Coming soon, and has the Internet made you stupid?
I thought it would be unfair to spend last week blogging about all the other presenters at WORLDCOMP’08 and OMMA Behavioral without sharing my own presentation with you! So I’ve recorded it, and I’m putting it together with the slide show so you can share in the love. Expect the video sometime tomorrow.
In the meantime, I’d like you to enjoy a delightful piece from Nicholas Carr at The Atlantic called, Is Google Making Us Stupid? Nicholas has written a long article about our growing inability to consume long articles.
Here is one of the many passages that should rekindle your ability to ponder:
For me, as for others, the Net is becoming a universal medium, the conduit for most of the information that flows through my eyes and ears and into my mind. The advantages of having immediate access to such an incredibly rich store of information are many, and they’ve been widely described and duly applauded. “The perfect recall of silicon memory,” Wired’s Clive Thompson has written, “can be an enormous boon to thinking.” But that boon comes at a price. As the media theorist Marshall McLuhan pointed out in the 1960s, media are not just passive channels of information. They supply the stuff of thought, but they also shape the process of thought. And what the Net seems to be doing is chipping away my capacity for concentration and contemplation. My mind now expects to take in information the way the Net distributes it: in a swiftly moving stream of particles. Once I was a scuba diver in the sea of words. Now I zip along the surface like a guy on a Jet Ski.

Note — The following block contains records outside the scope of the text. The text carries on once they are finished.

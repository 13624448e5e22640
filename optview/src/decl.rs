//! Option and operand declarations, and the index views the parser fills in.

use crate::bounds::Bounds;

/// The two name forms an option may carry.
#[derive(Debug, Clone, Copy, PartialEq, Eq)]
pub enum Form {
    Short = 0,
    Long = 1,
}

/// An index span into the parser's shared token table.
///
/// `start` is `None` until the view claims its first token. A flag option
/// keeps `start == None` while `len` counts its occurrences.
#[derive(Debug, Clone, Copy, Default, PartialEq, Eq)]
pub struct View {
    pub(crate) start: Option<usize>,
    pub(crate) len: usize,
}

impl View {
    pub fn len(&self) -> usize {
        self.len
    }

    pub fn is_empty(&self) -> bool {
        self.len == 0
    }

    /// Shift the view right by one if its start index lies in `[lo, hi]`.
    /// Called after a block move so the view keeps addressing the same
    /// logical tokens.
    pub(crate) fn bump(&mut self, lo: usize, hi: usize) {
        if let Some(s) = self.start {
            if s >= lo && s <= hi {
                self.start = Some(s + 1);
            }
        }
    }
}

/// A named option declaration: short/long name sets, whether a value must be
/// attached, bounds on the occurrence or claimed-value count, and the view of
/// the values claimed so far.
#[derive(Debug, Clone, Default)]
pub struct Opt {
    pub(crate) names: [Vec<String>; 2],
    pub(crate) req: bool,
    pub(crate) value_name: Option<String>,
    pub(crate) bounds: Bounds,
    pub(crate) val: View,
}

impl Opt {
    pub fn new() -> Self {
        Opt::default()
    }

    /// Add a short-form name (no leading dash).
    pub fn short(mut self, name: &str) -> Self {
        self.names[Form::Short as usize].push(name.to_string());
        self
    }

    /// Add a long-form name (no leading dashes).
    pub fn long(mut self, name: &str) -> Self {
        self.names[Form::Long as usize].push(name.to_string());
        self
    }

    /// The option requires a value.
    pub fn value(mut self) -> Self {
        self.req = true;
        self
    }

    /// The option requires a value; `name` is its placeholder in usage output.
    pub fn value_named(mut self, name: &str) -> Self {
        self.req = true;
        self.value_name = Some(name.to_string());
        self
    }

    pub fn bounds(mut self, bounds: Bounds) -> Self {
        self.bounds = bounds;
        self
    }

    pub fn names(&self, form: Form) -> &[String] {
        &self.names[form as usize]
    }

    pub fn takes_value(&self) -> bool {
        self.req
    }

    /// How often the option occurred. For value-taking options this equals
    /// the number of claimed values plus any occurrence whose value is still
    /// missing.
    pub fn occurrences(&self) -> usize {
        self.val.len
    }

    /// The claimed-values view; resolve it with [`crate::Parser::values`].
    pub fn view(&self) -> View {
        self.val
    }
}

/// A positional operand slot: a display name, bounds on how many tokens it
/// may consume, and the view the distributor assigns on completion.
#[derive(Debug, Clone, Default)]
pub struct Operand {
    pub(crate) name: String,
    pub(crate) bounds: Bounds,
    pub(crate) val: View,
}

impl Operand {
    pub fn new(name: &str) -> Self {
        Operand {
            name: name.to_string(),
            ..Operand::default()
        }
    }

    pub fn bounds(mut self, bounds: Bounds) -> Self {
        self.bounds = bounds;
        self
    }

    pub fn name(&self) -> &str {
        &self.name
    }

    /// How many tokens the slot received.
    pub fn count(&self) -> usize {
        self.val.len
    }

    /// The claimed-tokens view; resolve it with [`crate::Parser::values`].
    pub fn view(&self) -> View {
        self.val
    }
}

I too read less. These days, when I am inclined to pick up a “book” (a strange device with physical pages and black ink), I lean more towards Grisham than Goethe. I find that I have to force myself to read the sort of non-fiction that keeps my mind sharp and my thinking fresh.
So in the interest of keeping this post at a length commensurate with our newly shortened attention spans, I’ll stop here and turn it over to you. Have you found your thought processes changing with the use of the Interweb? Are you more in the market for ‘War and Peace’ or ‘Dilbert’? In short, has the Internet made you stupid?